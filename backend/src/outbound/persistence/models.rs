//! Internal Diesel row structs.
//!
//! These types never leave the persistence layer. Repositories convert them
//! to domain types at the boundary.

use chrono::{DateTime, NaiveTime, Utc};
use diesel::prelude::*;
use serde_json::Value;
use uuid::Uuid;

use super::schema::{
    ai_responses, auth_sessions, availability_exceptions, availability_settings,
    availability_slots, bookings, chat_messages, chat_rooms, earned_badges, login_challenges,
    mentor_skills, notifications, reviews, skills, two_factor_settings, users, webhook_events,
    weekly_rules,
};

// ---------------------------------------------------------------------------
// Accounts
// ---------------------------------------------------------------------------

#[derive(Debug, Clone, Queryable, Selectable)]
#[diesel(table_name = users)]
#[diesel(check_for_backend(diesel::pg::Pg))]
pub(crate) struct UserRow {
    pub id: Uuid,
    pub email: String,
    pub password_hash: String,
    pub display_name: String,
    pub role: String,
    pub bio: String,
    pub timezone: String,
    pub hourly_rate_cents: Option<i64>,
    pub is_mentor_approved: bool,
    pub created_at: DateTime<Utc>,
}

#[derive(Debug, Clone, Insertable)]
#[diesel(table_name = users)]
pub(crate) struct NewUserRow<'a> {
    pub id: Uuid,
    pub email: &'a str,
    pub password_hash: &'a str,
    pub display_name: &'a str,
    pub role: &'a str,
    pub bio: &'a str,
    pub timezone: &'a str,
    pub hourly_rate_cents: Option<i64>,
    pub is_mentor_approved: bool,
    pub created_at: DateTime<Utc>,
}

/// Profile columns a user update may touch. Email and password are immutable
/// through this path.
#[derive(Debug, Clone, AsChangeset)]
#[diesel(table_name = users)]
#[diesel(treat_none_as_null = true)]
pub(crate) struct UserUpdate<'a> {
    pub display_name: &'a str,
    pub role: &'a str,
    pub bio: &'a str,
    pub timezone: &'a str,
    pub hourly_rate_cents: Option<i64>,
    pub is_mentor_approved: bool,
    pub updated_at: DateTime<Utc>,
}

#[derive(Debug, Clone, Queryable, Selectable, Insertable)]
#[diesel(table_name = auth_sessions)]
#[diesel(check_for_backend(diesel::pg::Pg))]
pub(crate) struct AuthSessionRow {
    pub token_digest: String,
    pub user_id: Uuid,
    pub expires_at: DateTime<Utc>,
    pub revoked: bool,
}

#[derive(Debug, Clone, Queryable, Selectable, Insertable, AsChangeset)]
#[diesel(table_name = two_factor_settings)]
#[diesel(check_for_backend(diesel::pg::Pg))]
#[diesel(treat_none_as_null = true)]
pub(crate) struct TwoFactorRow {
    pub user_id: Uuid,
    pub secret_base32: Option<String>,
    pub enabled: bool,
    pub recovery_digests: Vec<String>,
    pub last_used_step: Option<i64>,
    pub confirmed_at: Option<DateTime<Utc>>,
    pub last_used_at: Option<DateTime<Utc>>,
}

#[derive(Debug, Clone, Queryable, Selectable, Insertable)]
#[diesel(table_name = login_challenges)]
#[diesel(check_for_backend(diesel::pg::Pg))]
pub(crate) struct LoginChallengeRow {
    pub token_digest: String,
    pub user_id: Uuid,
    pub attempts: i32,
    pub expires_at: DateTime<Utc>,
}

// ---------------------------------------------------------------------------
// Skills
// ---------------------------------------------------------------------------

#[derive(Debug, Clone, Queryable, Selectable)]
#[diesel(table_name = skills)]
#[diesel(check_for_backend(diesel::pg::Pg))]
pub(crate) struct SkillRow {
    pub id: Uuid,
    pub name: String,
    pub slug: String,
}

#[derive(Debug, Clone, Insertable)]
#[diesel(table_name = skills)]
pub(crate) struct NewSkillRow<'a> {
    pub id: Uuid,
    pub name: &'a str,
    pub slug: &'a str,
}

#[derive(Debug, Clone, Insertable)]
#[diesel(table_name = mentor_skills)]
pub(crate) struct MentorSkillRow {
    pub mentor_id: Uuid,
    pub skill_id: Uuid,
    pub proficiency: i16,
}

// ---------------------------------------------------------------------------
// Availability
// ---------------------------------------------------------------------------

#[derive(Debug, Clone, Queryable, Selectable, Insertable)]
#[diesel(table_name = weekly_rules)]
#[diesel(check_for_backend(diesel::pg::Pg))]
pub(crate) struct WeeklyRuleRow {
    pub id: Uuid,
    pub mentor_id: Uuid,
    pub weekday: i16,
    pub start_time: NaiveTime,
    pub end_time: NaiveTime,
}

#[derive(Debug, Clone, Queryable, Selectable, Insertable)]
#[diesel(table_name = availability_slots)]
#[diesel(check_for_backend(diesel::pg::Pg))]
pub(crate) struct SlotRow {
    pub id: Uuid,
    pub mentor_id: Uuid,
    pub start_utc: DateTime<Utc>,
    pub end_utc: DateTime<Utc>,
    pub is_booked: bool,
    pub created_at: DateTime<Utc>,
}

#[derive(Debug, Clone, Queryable, Selectable)]
#[diesel(table_name = availability_exceptions)]
#[diesel(check_for_backend(diesel::pg::Pg))]
pub(crate) struct ExceptionRow {
    pub id: Uuid,
    pub mentor_id: Uuid,
    pub start_utc: DateTime<Utc>,
    pub end_utc: DateTime<Utc>,
    pub reason: String,
}

#[derive(Debug, Clone, Insertable)]
#[diesel(table_name = availability_exceptions)]
pub(crate) struct NewExceptionRow<'a> {
    pub id: Uuid,
    pub mentor_id: Uuid,
    pub start_utc: DateTime<Utc>,
    pub end_utc: DateTime<Utc>,
    pub reason: &'a str,
}

#[derive(Debug, Clone, Queryable, Selectable, Insertable, AsChangeset)]
#[diesel(table_name = availability_settings)]
#[diesel(check_for_backend(diesel::pg::Pg))]
pub(crate) struct SettingsRow {
    pub mentor_id: Uuid,
    pub min_booking_notice_hours: i32,
    pub max_booking_advance_days: i32,
    pub default_session_minutes: i32,
}

// ---------------------------------------------------------------------------
// Bookings
// ---------------------------------------------------------------------------

#[derive(Debug, Clone, Queryable, Selectable)]
#[diesel(table_name = bookings)]
#[diesel(check_for_backend(diesel::pg::Pg))]
pub(crate) struct BookingRow {
    pub id: Uuid,
    pub learner_id: Uuid,
    pub mentor_id: Uuid,
    pub slot_id: Option<Uuid>,
    pub start_utc: DateTime<Utc>,
    pub end_utc: DateTime<Utc>,
    pub status: String,
    pub price_cents: i64,
    pub notes: String,
    pub decline_reason: Option<String>,
    pub cancellation_reason: Option<String>,
    pub cancelled_by: Option<Uuid>,
    pub session_notes: Option<String>,
    pub learner_rating: Option<i16>,
    pub learner_feedback: Option<String>,
    pub created_at: DateTime<Utc>,
    pub updated_at: DateTime<Utc>,
}

/// Full booking record used for both insert and update.
#[derive(Debug, Clone, Insertable, AsChangeset)]
#[diesel(table_name = bookings)]
#[diesel(treat_none_as_null = true)]
pub(crate) struct BookingRecord<'a> {
    pub id: Uuid,
    pub learner_id: Uuid,
    pub mentor_id: Uuid,
    pub slot_id: Option<Uuid>,
    pub start_utc: DateTime<Utc>,
    pub end_utc: DateTime<Utc>,
    pub status: &'a str,
    pub price_cents: i64,
    pub notes: &'a str,
    pub decline_reason: Option<&'a str>,
    pub cancellation_reason: Option<&'a str>,
    pub cancelled_by: Option<Uuid>,
    pub session_notes: Option<&'a str>,
    pub learner_rating: Option<i16>,
    pub learner_feedback: Option<&'a str>,
    pub created_at: DateTime<Utc>,
    pub updated_at: DateTime<Utc>,
}

// ---------------------------------------------------------------------------
// Reviews
// ---------------------------------------------------------------------------

#[derive(Debug, Clone, Queryable, Selectable)]
#[diesel(table_name = reviews)]
#[diesel(check_for_backend(diesel::pg::Pg))]
pub(crate) struct ReviewRow {
    pub id: Uuid,
    pub booking_id: Uuid,
    pub reviewer_id: Uuid,
    pub mentor_id: Uuid,
    pub overall: i16,
    pub communication: Option<i16>,
    pub knowledge: Option<i16>,
    pub punctuality: Option<i16>,
    pub body: String,
    pub would_recommend: bool,
    pub helpful_count: i32,
    pub created_at: DateTime<Utc>,
}

#[derive(Debug, Clone, Insertable)]
#[diesel(table_name = reviews)]
pub(crate) struct NewReviewRow<'a> {
    pub id: Uuid,
    pub booking_id: Uuid,
    pub reviewer_id: Uuid,
    pub mentor_id: Uuid,
    pub overall: i16,
    pub communication: Option<i16>,
    pub knowledge: Option<i16>,
    pub punctuality: Option<i16>,
    pub body: &'a str,
    pub would_recommend: bool,
    pub helpful_count: i32,
    pub created_at: DateTime<Utc>,
}

// ---------------------------------------------------------------------------
// Chat
// ---------------------------------------------------------------------------

#[derive(Debug, Clone, Queryable, Selectable, Insertable)]
#[diesel(table_name = chat_rooms)]
#[diesel(check_for_backend(diesel::pg::Pg))]
pub(crate) struct ChatRoomRow {
    pub id: Uuid,
    pub first_participant: Uuid,
    pub second_participant: Uuid,
    pub created_at: DateTime<Utc>,
}

#[derive(Debug, Clone, Queryable, Selectable)]
#[diesel(table_name = chat_messages)]
#[diesel(check_for_backend(diesel::pg::Pg))]
pub(crate) struct ChatMessageRow {
    pub id: Uuid,
    pub room_id: Uuid,
    pub sender_id: Uuid,
    pub content: String,
    pub edited_at: Option<DateTime<Utc>>,
    pub deleted: bool,
    pub created_at: DateTime<Utc>,
}

#[derive(Debug, Clone, Insertable)]
#[diesel(table_name = chat_messages)]
pub(crate) struct NewChatMessageRow<'a> {
    pub id: Uuid,
    pub room_id: Uuid,
    pub sender_id: Uuid,
    pub content: &'a str,
    pub edited_at: Option<DateTime<Utc>>,
    pub deleted: bool,
    pub created_at: DateTime<Utc>,
}

#[derive(Debug, Clone, AsChangeset)]
#[diesel(table_name = chat_messages)]
#[diesel(treat_none_as_null = true)]
pub(crate) struct ChatMessageUpdate<'a> {
    pub content: &'a str,
    pub edited_at: Option<DateTime<Utc>>,
    pub deleted: bool,
}

// ---------------------------------------------------------------------------
// Notifications, badges and logs
// ---------------------------------------------------------------------------

#[derive(Debug, Clone, Queryable, Selectable)]
#[diesel(table_name = notifications)]
#[diesel(check_for_backend(diesel::pg::Pg))]
pub(crate) struct NotificationRow {
    pub id: Uuid,
    pub user_id: Uuid,
    pub kind: String,
    pub title: String,
    pub message: String,
    pub payload: Value,
    pub is_read: bool,
    pub created_at: DateTime<Utc>,
}

#[derive(Debug, Clone, Insertable)]
#[diesel(table_name = notifications)]
pub(crate) struct NewNotificationRow<'a> {
    pub id: Uuid,
    pub user_id: Uuid,
    pub kind: &'a str,
    pub title: &'a str,
    pub message: &'a str,
    pub payload: &'a Value,
    pub booking_id: Option<Uuid>,
    pub is_read: bool,
    pub created_at: DateTime<Utc>,
}

#[derive(Debug, Clone, Queryable, Selectable)]
#[diesel(table_name = earned_badges)]
#[diesel(check_for_backend(diesel::pg::Pg))]
pub(crate) struct EarnedBadgeRow {
    pub user_id: Uuid,
    pub slug: String,
    pub earned_at: DateTime<Utc>,
}

#[derive(Debug, Clone, Insertable)]
#[diesel(table_name = earned_badges)]
pub(crate) struct NewEarnedBadgeRow<'a> {
    pub user_id: Uuid,
    pub slug: &'a str,
    pub earned_at: DateTime<Utc>,
}

#[derive(Debug, Clone, Queryable, Selectable)]
#[diesel(table_name = ai_responses)]
#[diesel(check_for_backend(diesel::pg::Pg))]
pub(crate) struct AiResponseRow {
    pub id: Uuid,
    pub user_id: Uuid,
    pub kind: String,
    pub model: String,
    pub prompt: String,
    pub response: Option<String>,
    pub error: Option<String>,
    pub created_at: DateTime<Utc>,
}

#[derive(Debug, Clone, Insertable)]
#[diesel(table_name = ai_responses)]
pub(crate) struct NewAiResponseRow<'a> {
    pub id: Uuid,
    pub user_id: Uuid,
    pub kind: &'a str,
    pub model: &'a str,
    pub prompt: &'a str,
    pub response: Option<&'a str>,
    pub error: Option<&'a str>,
    pub created_at: DateTime<Utc>,
}

#[derive(Debug, Clone, Insertable)]
#[diesel(table_name = webhook_events)]
pub(crate) struct NewWebhookEventRow<'a> {
    pub id: Uuid,
    pub provider: &'a str,
    pub event_type: &'a str,
    pub event_id: Option<&'a str>,
    pub payload: &'a Value,
    pub received_at: DateTime<Utc>,
}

----------

> [Requirement]:
Reply with nothing but the number of lines in the entries above that hold the string "types".

> [Answer area]:
2